Showing posts with label john skevington. Show all posts
Showing posts with label john skevington. Show all posts

Friday, 1 June 2018

A list of Chartist leaders - but where did it come from, and when (and why) was it compiled?

My collection of Chartist ephemera now includes this intriguing four-page document. Entirely without preamble or explanation, it lists 44 of the best known figures in Chartism, their names apparently written in their own hand.

My first thought when I got my hands on it was that this was the delegate list for a conference taking place on 19 November 1841 - a date which appears very clearly on the final page.

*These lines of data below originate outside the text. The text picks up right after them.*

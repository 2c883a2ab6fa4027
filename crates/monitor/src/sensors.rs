//! Sensor access for monitoring sessions
//!
//! A `SensorProvider` opens the motion/speech detector pair when a session
//! starts. `FeedRegistry` is the bundled provider: an external capture layer
//! publishes classifier outputs into a per-user `SensorFeed`, and the feed's
//! detectors hand back the latest value while it is fresh.

use async_trait::async_trait;
use chrono::Utc;
use signal_fusion::{Detector, Reading, Signal, SignalSource};
use std::collections::HashMap;
use std::sync::{Arc, PoisonError, RwLock};
use std::time::Duration;
use tracing::{debug, info};

use crate::MonitorError;

/// Detectors for one session
#[derive(Clone)]
pub struct SensorPair {
    pub motion: Arc<dyn Detector>,
    pub speech: Arc<dyn Detector>,
}

impl SensorPair {
    pub fn new(motion: Arc<dyn Detector>, speech: Arc<dyn Detector>) -> Self {
        Self { motion, speech }
    }
}

/// Opens sensors for a user when monitoring starts
#[async_trait]
pub trait SensorProvider: Send + Sync {
    /// Fails with `SensorUnavailable` if the sensors cannot be opened
    async fn open(&self, user: &str) -> Result<SensorPair, MonitorError>;
}

type Slot = Arc<RwLock<Option<Reading>>>;

/// Latest published readings for one user
pub struct SensorFeed {
    motion: Slot,
    speech: Slot,
    max_age: Duration,
}

impl SensorFeed {
    pub fn new(max_age: Duration) -> Self {
        Self {
            motion: Arc::new(RwLock::new(None)),
            speech: Arc::new(RwLock::new(None)),
            max_age,
        }
    }

    fn slot(&self, source: SignalSource) -> &Slot {
        match source {
            SignalSource::Motion => &self.motion,
            SignalSource::Speech => &self.speech,
        }
    }

    /// Publish a classifier value (clamped to [0, 1])
    pub fn publish(&self, source: SignalSource, value: f64) {
        self.store(Reading::Available(Signal::new(source, value)));
    }

    /// Publish a failed read so the next sample reports it
    pub fn publish_failure(&self, source: SignalSource, reason: impl Into<String>) {
        self.store(Reading::unavailable(source, reason));
    }

    fn store(&self, reading: Reading) {
        let mut slot = self
            .slot(reading.source())
            .write()
            .unwrap_or_else(PoisonError::into_inner);
        *slot = Some(reading);
    }

    /// Detector reading this feed's slot for `source`
    pub fn detector(&self, source: SignalSource) -> FeedDetector {
        FeedDetector {
            source,
            slot: self.slot(source).clone(),
            max_age: self.max_age,
        }
    }

    pub fn sensors(&self) -> SensorPair {
        SensorPair::new(
            Arc::new(self.detector(SignalSource::Motion)),
            Arc::new(self.detector(SignalSource::Speech)),
        )
    }
}

/// Detector over a feed slot. Stale or missing readings are unavailable.
pub struct FeedDetector {
    source: SignalSource,
    slot: Slot,
    max_age: Duration,
}

impl Detector for FeedDetector {
    fn source(&self) -> SignalSource {
        self.source
    }

    fn sample(&self) -> Reading {
        let slot = self.slot.read().unwrap_or_else(PoisonError::into_inner);

        match slot.as_ref() {
            None => Reading::unavailable(self.source, "no reading published"),
            Some(Reading::Available(signal)) => {
                let age = (Utc::now() - signal.captured_at())
                    .to_std()
                    .unwrap_or(Duration::ZERO);
                if age > self.max_age {
                    Reading::unavailable(
                        self.source,
                        format!("stale reading ({} ms old)", age.as_millis()),
                    )
                } else {
                    Reading::Available(*signal)
                }
            }
            Some(unavailable) => unavailable.clone(),
        }
    }
}

/// Per-user feeds, created on first use
pub struct FeedRegistry {
    feeds: RwLock<HashMap<String, Arc<SensorFeed>>>,
    max_age: Duration,
}

impl FeedRegistry {
    pub fn new(max_age: Duration) -> Self {
        info!("Creating sensor feed registry (max reading age {:?})", max_age);
        Self {
            feeds: RwLock::new(HashMap::new()),
            max_age,
        }
    }

    /// Feed for `user`, created if missing
    pub fn feed(&self, user: &str) -> Arc<SensorFeed> {
        if let Some(feed) = self
            .feeds
            .read()
            .unwrap_or_else(PoisonError::into_inner)
            .get(user)
        {
            return feed.clone();
        }

        let mut feeds = self.feeds.write().unwrap_or_else(PoisonError::into_inner);
        feeds
            .entry(user.to_string())
            .or_insert_with(|| {
                debug!("Creating sensor feed for {}", user);
                Arc::new(SensorFeed::new(self.max_age))
            })
            .clone()
    }

    /// Publish a reading for `user`
    pub fn publish(&self, user: &str, source: SignalSource, value: f64) {
        self.feed(user).publish(source, value);
    }

    /// Drop a user's feed (on logout)
    pub fn remove(&self, user: &str) {
        self.feeds
            .write()
            .unwrap_or_else(PoisonError::into_inner)
            .remove(user);
    }
}

#[async_trait]
impl SensorProvider for FeedRegistry {
    async fn open(&self, user: &str) -> Result<SensorPair, MonitorError> {
        Ok(self.feed(user).sensors())
    }
}

#[cfg(test)]
mod tests {
    use super::*;

    #[test]
    fn test_feed_without_reading_is_unavailable() {
        let feed = SensorFeed::new(Duration::from_secs(3));
        let reading = feed.detector(SignalSource::Motion).sample();

        assert!(!reading.is_available());
        assert_eq!(reading.source(), SignalSource::Motion);
    }

    #[test]
    fn test_feed_returns_latest_value() {
        let feed = SensorFeed::new(Duration::from_secs(3));
        feed.publish(SignalSource::Speech, 0.3);
        feed.publish(SignalSource::Speech, 0.8);

        let reading = feed.detector(SignalSource::Speech).sample();
        assert_eq!(reading.value(), Some(0.8));
        assert!(!feed.detector(SignalSource::Motion).sample().is_available());
    }

    #[test]
    fn test_stale_reading_is_unavailable() {
        let feed = SensorFeed::new(Duration::ZERO);
        feed.publish(SignalSource::Motion, 0.5);
        std::thread::sleep(Duration::from_millis(5));

        let reading = feed.detector(SignalSource::Motion).sample();
        assert!(matches!(
            reading,
            Reading::Unavailable { ref reason, .. } if reason.starts_with("stale")
        ));
    }

    #[test]
    fn test_published_failure_is_reported() {
        let feed = SensorFeed::new(Duration::from_secs(3));
        feed.publish(SignalSource::Motion, 0.5);
        feed.publish_failure(SignalSource::Motion, "camera released");

        let reading = feed.detector(SignalSource::Motion).sample();
        assert_eq!(
            reading,
            Reading::unavailable(SignalSource::Motion, "camera released")
        );
    }

    #[tokio::test]
    async fn test_registry_shares_feed_with_opened_sensors() {
        let registry = FeedRegistry::new(Duration::from_secs(3));
        let sensors = registry.open("alice").await.unwrap();

        registry.publish("alice", SignalSource::Motion, 0.4);
        registry.publish("bob", SignalSource::Motion, 0.9);

        assert_eq!(sensors.motion.sample().value(), Some(0.4));
    }
}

However, with further investigation, that appears not to be the case, and I have to say that it is not entirely obvious when the list was created or why. What I do know, and some thoughts about what it might represent, are set out here.

Download a PDF showing the document in full.

Friday, 2 March 2012

John Skevington: Leicestershire Chartist

Our current series of Chartist portraits finishes with John Skevington, the working class radical leader from Leicestershire who represented both Derby and his home town of Loughborough in the First Chartist Convention of 1839.

The series ends here because this is the point at which The Charter newspaper drew to a close its own run of 12 profiles of delegates to the First Chartist Convention (more properly, the General Convention of the Industrious Classes).

A profile of John Skevington, based on the sketch and brief biography which first appeared in The Charter of 19 May 1839, can now be found on Chartist Ancestors

Skevington was among the most capable and committed of the local working class leaders thrown up by Chartism. Already an established radical figure in Loughborough at the beginning of the Chartist era, he would go on through thick and thin to serve the movement until his death in 1850.

It can hardly have been easy to be a prominent Chartist in that county. Tensions between Thomas Cooper, a Wesleyan Methodist preacher and journalist who arrived in Leicester in late 1840, and the town’s more established radical leadership were disastrous.

For a period, there were two Chartist factions which held separate meetings at different venues. Skevington, however, appeared to retain sufficient good will among both groups to be asked to chair a meeting at which the two sides could air their differences.

Although Skevington played little enough part on the national political stage after 1839 (other than as a conference delegate), his commitment to the cause earned him the respect of thousands who flocked to the Chartist banner in Leicestershire.